Antibiotic resistance and microbiology
Medical microbiologists are pathologists who diagnose and treat infectious diseases. They study pathogens: organisms that cause disease, such as viruses, fungi or bacteria.
Microbiologists perform tests to find out which antibiotics will be most useful in stopping an infection. Different bacteria are sensitive to different antibiotics, so pathologists ensure the correct antibiotic is prescribed. Microbiologists also play an important role in infection control, preventing infection passing from one patient to another in hospitals and the community.
- Many of the most common infections are caused by viruses and bacteria.
- Viral diseases include: common cold, influenza, hepatitis B and HIV/AIDS.
- Bacterial diseases include: tuberculosis, salmonella (food poisoning), tetanus and chlamydia.
Antibiotics are drugs used to treat bacterial infections. They are not effective against viruses. Taking antibiotics unnecessarily can result in bacteria becoming resistant to the antibiotic.
What is antibiotic resistance?
Alexander Fleming discovered the first antibiotic, penicillin, in 1928. After the first use of antibiotics in the 1940s, they transformed medical care and dramatically reduced illness and death from infectious diseases.
Antimicrobial resistance (AMR) is the resistance of a microorganism to an antimicrobial medicine to which it was originally sensitive. Resistant organisms (such as bacteria, fungi, viruses and some parasites) are able to withstand attack by antimicrobial medicines, such as antibiotics, antifungals, antivirals, and antimalarials, so that standard treatments become ineffective and infections persist increasing risk of spread to others.
Pathogens resistant to multiple antibiotics are considered multidrug resistant (MDR) or, more colloquially, “superbugs”. Microbes, rather than people, develop resistance to antibiotics.
Bacteria are classified into two groups - gram-positive or gram-negative. Gram-negative bacteria cause infections including pneumonia, bloodstream infections, wound or surgical site infections and meningitis. Some Gram-negative bacteria are becoming resistant to multiple drugs and are starting to kill more people than Clostridium difficile and MRSA combined.
Why is there a problem?
Too much use or unnecessary use of antibiotics in the treatment of human health. For example, antibiotics used inappropriately for viral infections such as the common cold which will get better without any intervention.
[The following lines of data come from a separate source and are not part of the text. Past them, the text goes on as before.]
//! Capability descriptors and query result types shared by every backend.

use std::collections::BTreeMap;
use std::fmt;

use crate::graph::Graph;
use crate::triple::Node;

/// A single optional backend operation.
#[derive(Clone, Copy, Debug, PartialEq, Eq, Hash)]
pub enum Capability {
    LoadGraph,
    SaveGraph,
    UpdateGraph,
    DeleteGraph,
    ListGraphs,
    Query,
    Update,
}

impl Capability {
    pub const ALL: [Capability; 7] = [
        Capability::LoadGraph,
        Capability::SaveGraph,
        Capability::UpdateGraph,
        Capability::DeleteGraph,
        Capability::ListGraphs,
        Capability::Query,
        Capability::Update,
    ];
}

impl fmt::Display for Capability {
    fn fmt(&self, f: &mut fmt::Formatter<'_>) -> fmt::Result {
        let label = match self {
            Capability::LoadGraph => "graph loading",
            Capability::SaveGraph => "graph saving",
            Capability::UpdateGraph => "incremental graph updates",
            Capability::DeleteGraph => "graph deletion",
            Capability::ListGraphs => "graph listing",
            Capability::Query => "query execution",
            Capability::Update => "update execution",
        };
        f.write_str(label)
    }
}

/// The set of capabilities a backend advertises.
#[derive(Clone, Copy, Debug, PartialEq, Eq)]
pub struct Capabilities {
    pub load_graph: bool,
    pub save_graph: bool,
    pub update_graph: bool,
    pub delete_graph: bool,
    pub list_graphs: bool,
    pub query: bool,
    pub update: bool,
}

impl Capabilities {
    pub const fn none() -> Self {
        Self {
            load_graph: false,
            save_graph: false,
            update_graph: false,
            delete_graph: false,
            list_graphs: false,
            query: false,
            update: false,
        }
    }

    pub const fn all() -> Self {
        Self {
            load_graph: true,
            save_graph: true,
            update_graph: true,
            delete_graph: true,
            list_graphs: true,
            query: true,
            update: true,
        }
    }

    /// Whole-graph load and save only.
    pub const fn read_write() -> Self {
        Self {
            load_graph: true,
            save_graph: true,
            ..Self::none()
        }
    }

    pub fn supports(&self, capability: Capability) -> bool {
        match capability {
            Capability::LoadGraph => self.load_graph,
            Capability::SaveGraph => self.save_graph,
            Capability::UpdateGraph => self.update_graph,
            Capability::DeleteGraph => self.delete_graph,
            Capability::ListGraphs => self.list_graphs,
            Capability::Query => self.query,
            Capability::Update => self.update,
        }
    }

    pub fn with(self, capability: Capability) -> Self {
        self.set(capability, true)
    }

    pub fn without(self, capability: Capability) -> Self {
        self.set(capability, false)
    }

    fn set(mut self, capability: Capability, enabled: bool) -> Self {
        let slot = match capability {
            Capability::LoadGraph => &mut self.load_graph,
            Capability::SaveGraph => &mut self.save_graph,
            Capability::UpdateGraph => &mut self.update_graph,
            Capability::DeleteGraph => &mut self.delete_graph,
            Capability::ListGraphs => &mut self.list_graphs,
            Capability::Query => &mut self.query,
            Capability::Update => &mut self.update,
        };
        *slot = enabled;
        self
    }
}

impl Default for Capabilities {
    fn default() -> Self {
        Self::read_write()
    }
}

/// Tabular query results; each row maps bound variable names to nodes.
#[derive(Clone, Debug, Default, PartialEq, Eq)]
pub struct ResultSet {
    pub variables: Vec<String>,
    pub rows: Vec<BTreeMap<String, Node>>,
}

impl ResultSet {
    pub fn len(&self) -> usize {
        self.rows.len()
    }

    pub fn is_empty(&self) -> bool {
        self.rows.is_empty()
    }
}

/// Tagged result of a read-only query.
#[derive(Clone, Debug, PartialEq, Eq)]
pub enum QueryResult {
    Boolean(bool),
    Bindings(ResultSet),
    Graph(Graph),
}

impl QueryResult {
    pub fn as_boolean(&self) -> Option<bool> {
        match self {
            QueryResult::Boolean(value) => Some(*value),
            _ => None,
        }
    }

    pub fn as_bindings(&self) -> Option<&ResultSet> {
        match self {
            QueryResult::Bindings(results) => Some(results),
            _ => None,
        }
    }

    pub fn as_graph(&self) -> Option<&Graph> {
        match self {
            QueryResult::Graph(graph) => Some(graph),
            _ => None,
        }
    }
}
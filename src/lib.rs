//! Transactional staging layer over named-graph triple stores.
//!
//! graphstage keeps an in-memory working view of a set of named graphs that
//! live in a pluggable backend. Edits to triples, new graphs and graph
//! removals are staged in the session and reach the backend only when the
//! session is flushed; discarding drops them and restores the last
//! synchronized view.
//!
//! # Features
//!
//! - **Lazy loading**: a graph is read from the backend on first access and
//!   existence checks are remembered
//! - **Per-graph overlays**: each loaded graph tracks pending additions and
//!   removals against its baseline; opposite edits cancel
//! - **Ordered flush**: deletions, then creations, then edits, each graph
//!   committed as soon as its backend call succeeds so retries are cheap
//! - **Capability-aware**: backends advertise what they support and the
//!   session picks incremental updates or whole-graph rewrites accordingly
//! - **Query gate**: backend queries are refused while anything is unflushed
//!
//! # Quick Start
//!
//! ```rust
//! use graphstage::{Graph, GraphName, MemoryBackend, Node, PersistentStore, Triple};
//!
//! let mut store = PersistentStore::new(MemoryBackend::new());
//! let name = GraphName::named("http://example.org/people");
//! let people = store.add_graph(Graph::new(name.clone()))?;
//! people.assert(Triple::new(
//!     Node::iri("http://example.org/alice"),
//!     Node::iri("http://xmlns.com/foaf/0.1/name"),
//!     Node::literal("Alice"),
//! ));
//! assert!(!store.is_fully_synced());
//!
//! store.flush()?;
//! assert!(store.is_fully_synced());
//! assert_eq!(store.backend().snapshot(&name).map(|t| t.len()), Some(1));
//! # Ok::<(), graphstage::StoreError>(())
//! ```
//!
//! # Public API Organization
//!
//! ## Values
//! - [`Node`], [`Triple`], [`Graph`], [`GraphName`], [`TriplePattern`]
//!
//! ## Session
//! - [`PersistentStore`] - staged view over one backend
//! - [`GraphHandle`] - shared handle to a loaded graph's overlay
//! - [`GraphStatus`], [`FlushReport`], [`DiscardReport`], [`SyncState`]
//!
//! ## Backends
//! - [`StoreBackend`] - capability interface
//! - [`MemoryBackend`], [`SqliteTripleBackend`] - reference implementations
//!
//! ## Configuration
//! - [`StoreConfig`], [`BackendKind`], [`SqliteConfig`], [`SessionOptions`]
//! - [`open_backend()`], [`open_store()`]
//!
//! ## Utilities
//! - [`StoreError`]
//! - [`recovery`] - JSON-lines dump and restore

pub mod backend;
pub mod config;
pub mod errors;
pub mod fault_injection;
pub mod graph;
pub mod recovery;
pub mod schema;
pub mod triple;

mod coordinator;
mod gate;
mod proxy;
mod registry;
mod store;

pub use backend::{
    BackendStats, Capabilities, Capability, MemoryBackend, QueryResult, ResultSet,
    SqliteTripleBackend, StoreBackend,
};
pub use config::{BackendKind, SessionOptions, SqliteConfig, StoreConfig, open_backend, open_store};
pub use coordinator::{DiscardReport, FlushReport, TransactionCoordinator};
pub use errors::StoreError;
pub use fault_injection::{FaultPlan, FaultPoint};
pub use gate::{BackendQueryEngine, QueryEngine, SyncState};
pub use graph::{Graph, GraphName, TriplePattern};
pub use proxy::{GraphHandle, GraphProxy};
pub use recovery::{
    dump_store_to_path, dump_store_to_writer, restore_backend_from_path,
    restore_backend_from_reader,
};
pub use registry::{AddOutcome, GraphRegistry, GraphStatus, RemoveOutcome};
pub use store::{BackendLease, PersistentStore};
pub use triple::{Node, Triple};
The Longitude Prize survey (18 August 2014) compiled responses from 1,004 GPs across the UK and found 28% have prescribed antibiotics several times a week even when they were not sure if it is medically necessary, and 45% had done so knowing it would not help.
Additionally, the widespread use of antibiotics in farming is also causing increasing problems. Antibiotics are being used routinely in agricultural (such as inclusion in animal feed) for disease prevention or for the treatment of outbreaks of disease, Widespread use has led to antibiotic-resistant bacteria to pass between humans, between animals and between humans and animals in both directions.
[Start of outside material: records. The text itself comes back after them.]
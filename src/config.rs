//! Configuration for backend selection, backend options and session behavior.

use std::collections::HashMap;
use std::path::Path;

use crate::{
    backend::{MemoryBackend, SqliteTripleBackend, StoreBackend},
    errors::StoreError,
    store::PersistentStore,
};

/// Environment variable read by [`BackendKind::from_env`].
pub const BACKEND_ENV_VAR: &str = "GRAPHSTAGE_BACKEND";

/// Which reference backend [`open_backend`] constructs.
///
/// # Examples
///
/// ```rust
/// use graphstage::{BackendKind, StoreConfig};
///
/// let cfg = StoreConfig::new(BackendKind::Memory);
/// assert_eq!(cfg.backend, BackendKind::Memory);
/// assert_eq!(StoreConfig::default().backend, BackendKind::Sqlite);
/// ```
#[derive(Clone, Copy, Debug, Default, PartialEq, Eq)]
pub enum BackendKind {
    /// Process-local graphs; the path argument is ignored.
    Memory,
    /// SQLite database file holding graph and triple tables.
    #[default]
    Sqlite,
}

impl BackendKind {
    /// Parse `memory` or `sqlite`, case-insensitively.
    pub fn parse(value: &str) -> Result<Self, StoreError> {
        match value.trim().to_ascii_lowercase().as_str() {
            "memory" => Ok(BackendKind::Memory),
            "sqlite" => Ok(BackendKind::Sqlite),
            other => Err(StoreError::invalid_input(format!(
                "unknown backend kind: {other}"
            ))),
        }
    }

    /// Read the kind from `GRAPHSTAGE_BACKEND`, falling back to the default
    /// when the variable is unset.
    pub fn from_env() -> Result<Self, StoreError> {
        match std::env::var(BACKEND_ENV_VAR) {
            Ok(value) => Self::parse(&value),
            Err(_) => Ok(BackendKind::default()),
        }
    }
}

/// Options for the SQLite backend.
///
/// ```rust
/// use graphstage::SqliteConfig;
/// let config = SqliteConfig::default();
/// assert!(config.create_if_missing);
/// assert!(config.cache_size.is_none());
/// assert!(config.pragma_settings.is_empty());
/// ```
#[derive(Clone, Debug)]
pub struct SqliteConfig {
    /// Create the database file when it does not exist.
    ///
    /// **Default:** `true`. When `false`, opening a missing file fails with
    /// [`StoreError::BackendFault`].
    pub create_if_missing: bool,

    /// Capacity of the prepared statement cache.
    ///
    /// **Default:** `None`, keeping the backend's own setting.
    pub cache_size: Option<usize>,

    /// Extra `PRAGMA key = value` statements applied after opening.
    pub pragma_settings: HashMap<String, String>,
}

impl Default for SqliteConfig {
    fn default() -> Self {
        Self {
            create_if_missing: true,
            cache_size: None,
            pragma_settings: HashMap::new(),
        }
    }
}

/// Session behavior independent of the backend.
#[derive(Clone, Debug)]
pub struct SessionOptions {
    /// Create new graphs through an incremental update against an empty
    /// graph instead of a whole-graph save, when the backend offers both.
    ///
    /// **Default:** `true`. Edits to existing graphs always use incremental
    /// updates when the backend advertises them.
    pub prefer_incremental_updates: bool,
}

impl Default for SessionOptions {
    fn default() -> Self {
        Self {
            prefer_incremental_updates: true,
        }
    }
}

#[derive(Clone, Debug, Default)]
pub struct StoreConfig {
    pub backend: BackendKind,

    pub sqlite: SqliteConfig,

    pub session: SessionOptions,
}

impl StoreConfig {
    pub fn new(backend: BackendKind) -> Self {
        Self {
            backend,
            ..Self::default()
        }
    }

    pub fn memory() -> Self {
        Self::new(BackendKind::Memory)
    }

    pub fn sqlite() -> Self {
        Self::new(BackendKind::Sqlite)
    }

    /// Configuration whose backend kind comes from `GRAPHSTAGE_BACKEND`.
    pub fn from_env() -> Result<Self, StoreError> {
        Ok(Self::new(BackendKind::from_env()?))
    }
}

pub fn open_backend<P: AsRef<Path>>(
    path: P,
    cfg: &StoreConfig,
) -> Result<Box<dyn StoreBackend>, StoreError> {
    match cfg.backend {
        BackendKind::Memory => Ok(Box::new(MemoryBackend::new())),
        BackendKind::Sqlite => {
            let backend = if cfg.sqlite.create_if_missing {
                SqliteTripleBackend::open(&path)?
            } else {
                SqliteTripleBackend::open_existing(&path)?
            };
            let conn = backend.connection();
            if let Some(capacity) = cfg.sqlite.cache_size {
                conn.set_prepared_statement_cache_capacity(capacity);
            }
            for (key, value) in &cfg.sqlite.pragma_settings {
                match conn.execute(&format!("PRAGMA {key} = {value}"), []) {
                    Ok(_) | Err(rusqlite::Error::ExecuteReturnedResults) => {}
                    Err(e) => {
                        return Err(StoreError::backend(format!(
                            "PRAGMA {key} = {value}: {e}"
                        )));
                    }
                }
            }
            tracing::debug!(path = %path.as_ref().display(), "opened sqlite backend");
            Ok(Box::new(backend))
        }
    }
}

/// Open a backend and start a session over it.
pub fn open_store<P: AsRef<Path>>(
    path: P,
    cfg: &StoreConfig,
) -> Result<PersistentStore<Box<dyn StoreBackend>>, StoreError> {
    let backend = open_backend(path, cfg)?;
    Ok(PersistentStore::with_options(backend, cfg.session.clone()))
}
The fears that the overuse of antibiotics will lead to soaring rates of potentially lethal infections, untreatable with existing drugs. Additionally, routine operations, cancer chemotherapy, organ transplantation and major surgery which can lead to an increased risk of infection for the patient, would all be compromised.
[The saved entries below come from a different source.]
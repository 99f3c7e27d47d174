//! Flush and discard.
//!
//! Flush pushes staged state to the backend in a fixed order: graph
//! deletions, then graph additions, then edits to existing graphs. Every
//! graph's registry entry moves as soon as its own backend call succeeds, so a
//! flush that fails part-way leaves the earlier graphs clean and a retry only
//! re-attempts what is still staged.

use std::collections::{BTreeMap, BTreeSet};

use crate::{
    backend::{Capabilities, Capability, StoreBackend},
    config::SessionOptions,
    errors::StoreError,
    graph::GraphName,
    proxy::{GraphHandle, GraphProxy},
    registry::{GraphRegistry, GraphStatus},
    triple::Triple,
};

/// Backend work performed by one flush.
#[derive(Clone, Copy, Debug, Default, PartialEq, Eq)]
pub struct FlushReport {
    pub graphs_deleted: usize,
    pub graphs_created: usize,
    /// Existing graphs written through incremental updates.
    pub graphs_updated: usize,
    /// Existing graphs written through load, modify and save.
    pub graphs_rewritten: usize,
}

impl FlushReport {
    pub fn is_noop(&self) -> bool {
        *self == FlushReport::default()
    }
}

/// Staged state dropped by one discard.
#[derive(Clone, Copy, Debug, Default, PartialEq, Eq)]
pub struct DiscardReport {
    pub additions_dropped: usize,
    pub removals_restored: usize,
    pub edits_reverted: usize,
}

/// Copy each live proxy's dirty flag into the registry.
pub(crate) fn refresh_dirty(
    registry: &mut GraphRegistry,
    proxies: &BTreeMap<GraphName, GraphHandle>,
) {
    for (name, handle) in proxies {
        registry.sync_dirty(name, handle.is_dirty());
    }
}

/// Borrowed view of a session's staging state for one flush or discard.
pub struct TransactionCoordinator<'a> {
    backend: &'a dyn StoreBackend,
    registry: &'a mut GraphRegistry,
    proxies: &'a mut BTreeMap<GraphName, GraphHandle>,
    options: &'a SessionOptions,
}

impl<'a> TransactionCoordinator<'a> {
    pub(crate) fn new(
        backend: &'a dyn StoreBackend,
        registry: &'a mut GraphRegistry,
        proxies: &'a mut BTreeMap<GraphName, GraphHandle>,
        options: &'a SessionOptions,
    ) -> Self {
        Self {
            backend,
            registry,
            proxies,
            options,
        }
    }

    pub fn flush(&mut self) -> Result<FlushReport, StoreError> {
        let span = tracing::info_span!("flush");
        let _guard = span.enter();

        refresh_dirty(self.registry, self.proxies);
        let caps = self.backend.capabilities();
        let mut report = FlushReport::default();

        for name in self.registry.names_with(GraphStatus::PendingRemoval) {
            if !caps.supports(Capability::DeleteGraph) {
                return Err(StoreError::unsupported(Capability::DeleteGraph));
            }
            self.backend.delete_graph(&name)?;
            self.registry.confirm_absent(&name);
            if let Some(handle) = self.proxies.remove(&name) {
                handle.with_proxy(GraphProxy::detach);
            }
            tracing::debug!(graph = %name, "deleted graph");
            report.graphs_deleted += 1;
        }

        for name in self.registry.names_with(GraphStatus::PendingAddition) {
            let content = match self.proxies.get(&name) {
                Some(handle) => handle.proxy().visible(),
                None => BTreeSet::new(),
            };
            self.create_graph(&name, &content, caps)?;
            if let Some(handle) = self.proxies.get(&name) {
                handle.with_proxy(GraphProxy::commit);
            }
            self.registry.mark_present(&name, false);
            tracing::debug!(graph = %name, triples = content.len(), "created graph");
            report.graphs_created += 1;
        }

        for name in self.registry.names_with(GraphStatus::PresentDirty) {
            let Some(handle) = self.proxies.get(&name).cloned() else {
                self.registry.sync_dirty(&name, false);
                continue;
            };
            let (additions, removals) = {
                let proxy = handle.proxy();
                (proxy.pending_adds().clone(), proxy.pending_removes().clone())
            };
            if caps.supports(Capability::UpdateGraph) {
                self.backend.update_graph(&name, &additions, &removals)?;
                report.graphs_updated += 1;
            } else {
                self.rewrite_graph(&name, &additions, &removals, caps)?;
                report.graphs_rewritten += 1;
            }
            handle.with_proxy(GraphProxy::commit);
            self.registry.mark_present(&name, false);
            tracing::debug!(
                graph = %name,
                added = additions.len(),
                removed = removals.len(),
                "wrote graph edits"
            );
        }

        tracing::info!(
            deleted = report.graphs_deleted,
            created = report.graphs_created,
            updated = report.graphs_updated,
            rewritten = report.graphs_rewritten,
            "flush complete"
        );
        Ok(report)
    }

    fn create_graph(
        &self,
        name: &GraphName,
        content: &BTreeSet<Triple>,
        caps: Capabilities,
    ) -> Result<(), StoreError> {
        let can_save = caps.supports(Capability::SaveGraph);
        let can_update = caps.supports(Capability::UpdateGraph);
        if can_update && (self.options.prefer_incremental_updates || !can_save) {
            self.backend.update_graph(name, content, &BTreeSet::new())
        } else if can_save {
            self.backend.save_graph(name, content)
        } else {
            Err(StoreError::unsupported(Capability::SaveGraph))
        }
    }

    fn rewrite_graph(
        &self,
        name: &GraphName,
        additions: &BTreeSet<Triple>,
        removals: &BTreeSet<Triple>,
        caps: Capabilities,
    ) -> Result<(), StoreError> {
        for needed in [Capability::LoadGraph, Capability::SaveGraph] {
            if !caps.supports(needed) {
                return Err(StoreError::unsupported(needed));
            }
        }
        let mut current = match self.backend.load_graph(name) {
            Ok(triples) => triples,
            Err(err) if err.is_not_found() => BTreeSet::new(),
            Err(err) => return Err(err),
        };
        for triple in removals {
            current.remove(triple);
        }
        current.extend(additions.iter().cloned());
        self.backend.save_graph(name, &current)
    }

    pub fn discard(&mut self) -> Result<DiscardReport, StoreError> {
        let span = tracing::info_span!("discard");
        let _guard = span.enter();

        refresh_dirty(self.registry, self.proxies);
        let mut report = DiscardReport::default();

        for name in self.registry.names_with(GraphStatus::PendingAddition) {
            self.registry.forget(&name);
            if let Some(handle) = self.proxies.remove(&name) {
                handle.with_proxy(|proxy| {
                    proxy.rollback();
                    proxy.detach();
                });
            }
            report.additions_dropped += 1;
        }

        for name in self.registry.names_with(GraphStatus::PendingRemoval) {
            if let Some(handle) = self.proxies.get(&name) {
                // A failed reload leaves the removal staged.
                let baseline = self.backend.load_graph(&name)?;
                handle.with_proxy(|proxy| proxy.reset_baseline(baseline));
            }
            self.registry.mark_present(&name, false);
            report.removals_restored += 1;
        }

        for (name, handle) in self.proxies.iter() {
            if self.registry.status(name) == GraphStatus::PresentDirty {
                handle.with_proxy(GraphProxy::rollback);
                self.registry.sync_dirty(name, false);
                report.edits_reverted += 1;
            }
        }

        tracing::info!(
            additions_dropped = report.additions_dropped,
            removals_restored = report.removals_restored,
            edits_reverted = report.edits_reverted,
            "discard complete"
        );
        Ok(report)
    }
}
Infections caused by resistant microorganisms often fail to respond to the standard treatment, resulting in prolonged illness and greater risk of death. For example increasingly drug resistant strains of TB and E coli have been observed by doctors in Britain, while 80 per cent of gonorrhoea is now resistant to the antibiotic tetracycline. E.Coli is responsible for 5000 deaths a year. The strains which are antibiotic resistance account for half of those deaths.
AMR reduces the effectiveness of treatment, so patients remain infectious for a longer time, increasing the risk of spreading resistant microorganisms to others.
No new antibiotics have come onto the market since the 1980s and a new antibiotic could take 15-20 years to develop.
What role does pathology play?
Microbiology is one of 19 pathology specialties. It is the major discipline involved in the diagnosis of infection caused by bacteria, fungi, parasites and viruses; identification of the best treatment options for infection; and the monitoring of antibiotic resistance. It also includes testing how well a patient is responding to treatment of infection.
One of the most important roles of the microbiologist is to ensure that antibiotics are prescribed and used appropriately. Microbiologists are also on the frontline of identifying new superbugs and have a major role in the research of new antibiotics.
Microbiologists also play an important part e in infection control, stopping infections spreading from one patient to another. They have been successful in helping to manage and reduce Healthcare Associated Infections (HCAIs). For example helping to cut the rates of bloodstream infections caused by Methicillin-resistant Staphylococcus aureus (MRSA) which have fallen by 80% since a peak in cases in 2003.
Microbiologists now spend a lot of time on the wards, seeing patients and advising on the investigation and treatment of all types of infection. Read about a day in the life of a microbiologist.
Dr Oleg Tkachenko and Dr Fiona Cooke, Medical Microbiologists
Microbiology gives endless opportunities for research, publications, presentations and teaching, so if you want to be involved in academic activities, this specialty might suit you.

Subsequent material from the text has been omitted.